煤油灯随着缝纫机的抖动,灯芯会不断往下沉去,随之灯光也会改变色调,母亲也只得中断手中活,钳住灯芯往上提,方能恢复光明。

母亲忙完了整整一天的苦活和累活,收工回家,通常天色已是一片晦暗。窄窄长长的村庄,只呈现出一个轮廓了,如同一个深不可测的隧洞。这一千多米没有一点光亮的卵石与泥土小径走下来,也得要半小时辰光。冬天,母亲每天在最寒冷的两个时段里总是与小径为伴,赤手空拳与风霜雨雪过招。呼啸着的寒风如刀般肆意地割伤她的肌肤。路旁的泥土受冻后,一个个同马蜂窝似的高高地隆起在地面上,一路的卵石、积雪、泥泞走下来,到家里浑身上下的热量都被寒风卷走了,人冻得像一根冰棒似的,僵硬的手脚已不听使唤了。盼母亲早早回家的儿女们,见母亲冻成了这般模样,除了心疼便是争着为母亲泡上一杯冒着热气的茶,让她暖暖身子。

家人对母亲最不理解的是,已忙了一整天,应在晚上好好休息才是,可是母亲却说,亲朋好友的“人情活”比自己的还要紧,话未说完就已投入其中了。

冬天的晚上,活不好做啊!除了四肢硬邦邦的不好使外,工效也不高。三四个钟点只打了一个忽儿就过去了,所以冬天夜里的时间比平日更为宝贵。

一百多岁的老屋,黑乎乎的像一个打瞌睡的老人。

母亲为开夜车,也只有这打瞌睡的老人陪伴到深夜才收工。家里虽配有两盏玻璃罩的煤油灯,但毕竟没有现在的电灯那么明亮,光线是很淡的。两盏豆粒大的、黄澄澄的、不断摇曳着无力光芒的煤油灯,其中一盏被母亲“绑架”到了缝纫机头的左边,缝纫机与煤油灯简直成了风雨同舟的一对情侣。而另一盏煤油灯则坐在八仙桌上,这又与捆绑着的那一盏形成一高一低两个光点,这时的灯光像两位舞伴般忽闪忽闪地各自跳着优美的舞蹈,遥相呼应。闪动着的灯光给人的感觉是朦胧的。
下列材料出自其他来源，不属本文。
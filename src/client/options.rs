//! Connection target options.
//!
//! Describes where the device's WebSocket endpoint lives. The four parts
//! combine into `protocol://hostname:port/endpoint`.
//!
//! # Example
//!
//! ```ignore
//! use pixelix_client::ConnectOptions;
//!
//! let options = ConnectOptions::new("pixelix.local").with_port(8080);
//!
//! let url = options.to_url()?;
//! // ws://pixelix.local:8080/ws
//! ```

// ============================================================================
// Imports
// ============================================================================

use serde::{Deserialize, Serialize};
use url::Url;

use crate::error::{Error, Result};

// ============================================================================
// Constants
// ============================================================================

/// Only supported URL scheme.
pub const DEFAULT_PROTOCOL: &str = "ws";

/// Port the device serves its web interface on.
pub const DEFAULT_PORT: u16 = 80;

/// Path of the device's WebSocket endpoint.
pub const DEFAULT_ENDPOINT: &str = "/ws";

// ============================================================================
// ConnectOptions
// ============================================================================

/// WebSocket target of a device.
#[derive(Debug, Clone, PartialEq, Eq, Serialize, Deserialize)]
#[serde(rename_all = "camelCase", default)]
pub struct ConnectOptions {
    /// URL scheme. Only `ws` is accepted.
    pub protocol: String,

    /// Device hostname or IP address.
    pub hostname: String,

    /// TCP port.
    pub port: u16,

    /// Endpoint path, starting with `/`.
    pub endpoint: String,
}

impl Default for ConnectOptions {
    fn default() -> Self {
        Self {
            protocol: DEFAULT_PROTOCOL.to_string(),
            hostname: String::new(),
            port: DEFAULT_PORT,
            endpoint: DEFAULT_ENDPOINT.to_string(),
        }
    }
}

// ============================================================================
// Constructors
// ============================================================================

impl ConnectOptions {
    /// Creates options for `hostname` with default protocol, port and
    /// endpoint.
    #[inline]
    #[must_use]
    pub fn new(hostname: impl Into<String>) -> Self {
        Self {
            hostname: hostname.into(),
            ..Default::default()
        }
    }

    /// Parses options from a URL such as `ws://192.168.1.20/ws`.
    ///
    /// A missing port falls back to the scheme default and an empty path to
    /// `/`.
    ///
    /// # Errors
    ///
    /// Returns [`Error::InvalidTarget`] if the URL does not parse or has no
    /// host.
    pub fn from_url(url: &str) -> Result<Self> {
        let parsed =
            Url::parse(url).map_err(|e| Error::invalid_target(format!("{url}: {e}")))?;

        let hostname = parsed
            .host_str()
            .ok_or_else(|| Error::invalid_target(format!("{url}: missing host")))?;

        let options = Self {
            protocol: parsed.scheme().to_string(),
            hostname: hostname.to_string(),
            port: parsed.port_or_known_default().unwrap_or(DEFAULT_PORT),
            endpoint: parsed.path().to_string(),
        };

        options.validate()?;
        Ok(options)
    }

    /// Parses options from JSON with camelCase keys.
    ///
    /// Missing keys take their defaults.
    ///
    /// # Errors
    ///
    /// Returns [`Error::Json`] on malformed JSON.
    pub fn from_json(json: &str) -> Result<Self> {
        Ok(serde_json::from_str(json)?)
    }
}

// ============================================================================
// Builder Methods
// ============================================================================

impl ConnectOptions {
    /// Sets the URL scheme.
    #[inline]
    #[must_use]
    pub fn with_protocol(mut self, protocol: impl Into<String>) -> Self {
        self.protocol = protocol.into();
        self
    }

    /// Sets the hostname.
    #[inline]
    #[must_use]
    pub fn with_hostname(mut self, hostname: impl Into<String>) -> Self {
        self.hostname = hostname.into();
        self
    }

    /// Sets the TCP port.
    #[inline]
    #[must_use]
    pub fn with_port(mut self, port: u16) -> Self {
        self.port = port;
        self
    }

    /// Sets the endpoint path.
    #[inline]
    #[must_use]
    pub fn with_endpoint(mut self, endpoint: impl Into<String>) -> Self {
        self.endpoint = endpoint.into();
        self
    }
}

// ============================================================================
// Conversion Methods
// ============================================================================

impl ConnectOptions {
    /// Validates the target.
    ///
    /// # Errors
    ///
    /// Returns [`Error::InvalidTarget`] for a scheme other than `ws`, an
    /// empty hostname, or an endpoint not starting with `/`.
    pub fn validate(&self) -> Result<()> {
        if self.protocol != DEFAULT_PROTOCOL {
            return Err(Error::invalid_target(format!(
                "unsupported protocol '{}', expected '{DEFAULT_PROTOCOL}'",
                self.protocol
            )));
        }

        if self.hostname.is_empty() {
            return Err(Error::invalid_target("hostname must not be empty"));
        }

        if !self.endpoint.starts_with('/') {
            return Err(Error::invalid_target(format!(
                "endpoint '{}' must start with '/'",
                self.endpoint
            )));
        }

        Ok(())
    }

    /// Builds the WebSocket URL.
    ///
    /// # Errors
    ///
    /// Returns [`Error::InvalidTarget`] if validation fails or the parts do
    /// not form a valid URL.
    pub fn to_url(&self) -> Result<Url> {
        self.validate()?;

        let raw = format!(
            "{}://{}:{}{}",
            self.protocol, self.hostname, self.port, self.endpoint
        );

        Url::parse(&raw).map_err(|e| Error::invalid_target(format!("{raw}: {e}")))
    }
}

// ============================================================================
// Tests
// ============================================================================

#[cfg(test)]
mod tests {
    use super::*;

    #[test]
    fn test_new_uses_defaults() {
        let options = ConnectOptions::new("pixelix.local");
        assert_eq!(options.protocol, "ws");
        assert_eq!(options.hostname, "pixelix.local");
        assert_eq!(options.port, 80);
        assert_eq!(options.endpoint, "/ws");
    }

    #[test]
    fn test_builder_chain() {
        let options = ConnectOptions::new("a")
            .with_hostname("192.168.1.20")
            .with_port(8080)
            .with_endpoint("/socket");

        assert_eq!(
            options.to_url().expect("url").as_str(),
            "ws://192.168.1.20:8080/socket"
        );
    }

    #[test]
    fn test_to_url_rejects_other_schemes() {
        let err = ConnectOptions::new("host")
            .with_protocol("wss")
            .to_url()
            .unwrap_err();
        assert!(matches!(err, Error::InvalidTarget { .. }));
    }

    #[test]
    fn test_to_url_rejects_empty_hostname() {
        let err = ConnectOptions::default().to_url().unwrap_err();
        assert!(err.to_string().contains("hostname"));
    }

    #[test]
    fn test_to_url_rejects_relative_endpoint() {
        let err = ConnectOptions::new("host")
            .with_endpoint("ws")
            .to_url()
            .unwrap_err();
        assert!(matches!(err, Error::InvalidTarget { .. }));
    }

    #[test]
    fn test_to_url_rejects_unparsable_host() {
        let err = ConnectOptions::new("bad host").to_url().unwrap_err();
        assert!(matches!(err, Error::InvalidTarget { .. }));
    }

    #[test]
    fn test_from_url() {
        let options = ConnectOptions::from_url("ws://10.0.0.7:81/ws").expect("parse");
        assert_eq!(options, ConnectOptions::new("10.0.0.7").with_port(81));

        let options = ConnectOptions::from_url("ws://pixelix/ws").expect("parse");
        assert_eq!(options.port, 80);
    }

    #[test]
    fn test_from_url_rejects_garbage() {
        assert!(ConnectOptions::from_url("not a url").is_err());
        assert!(ConnectOptions::from_url("http://host/ws").is_err());
    }

    #[test]
    fn test_from_json_fills_defaults() {
        let options =
            ConnectOptions::from_json(r#"{"hostname":"pixelix","port":8080}"#).expect("json");
        assert_eq!(options.protocol, "ws");
        assert_eq!(options.endpoint, "/ws");
        assert_eq!(options.port, 8080);
    }

    #[test]
    fn test_from_json_malformed() {
        let err = ConnectOptions::from_json("{").unwrap_err();
        assert!(matches!(err, Error::Json(_)));
    }
}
还没过去两小时的辰光,煤油灯开花的地方便会结出几粒煤结来,本来就朦胧的光线随时有被煤结吞没的可能,母亲就得当一次法官,剪去这些煤结,方能使“朦胧”重现。

佝偻在一把冰一样冷的竹椅上的母亲,左手提着衣料,右手握着一把冷冰冰的金属小钳子,一双眼睛似外科医生实施手术一般,全神贯注地盯着一条细细长长的贴边,这时的母亲是丝毫不敢分神的,怕一分神,就会影响正在制作着的产品。缝制的时候是全身运动的,母亲的双脚正不停地做着前后摇摆的动作,身前的缝纫机会响起一阵“突突突”的很有节奏感的串线声响,从远处听来,这声音犹如一首美妙的乐曲!我还觉得母亲像是舞蹈演员,她踏着缝纫机,将自己的勤劳和对生活的赞美都写在美丽的衣裳里。

不过有时候,“突突突”震动的缝纫机声,也会给母亲引来一些小小的麻烦。随着机身的抖动,煤油灯的灯芯会不断往下沉去,随之灯光也改变颜色了,母亲就只得中断手中的活,用一把捏子钳将灯芯牢牢地夹住,稍稍往上提一提,方能恢复光明。

密集的针线款款牵来一件件簇新簇新的衣裳,再经母亲用一把木炭熨斗细心加工,就成了一件件美丽、挺括的新装,这是她一个又一个心血的结晶。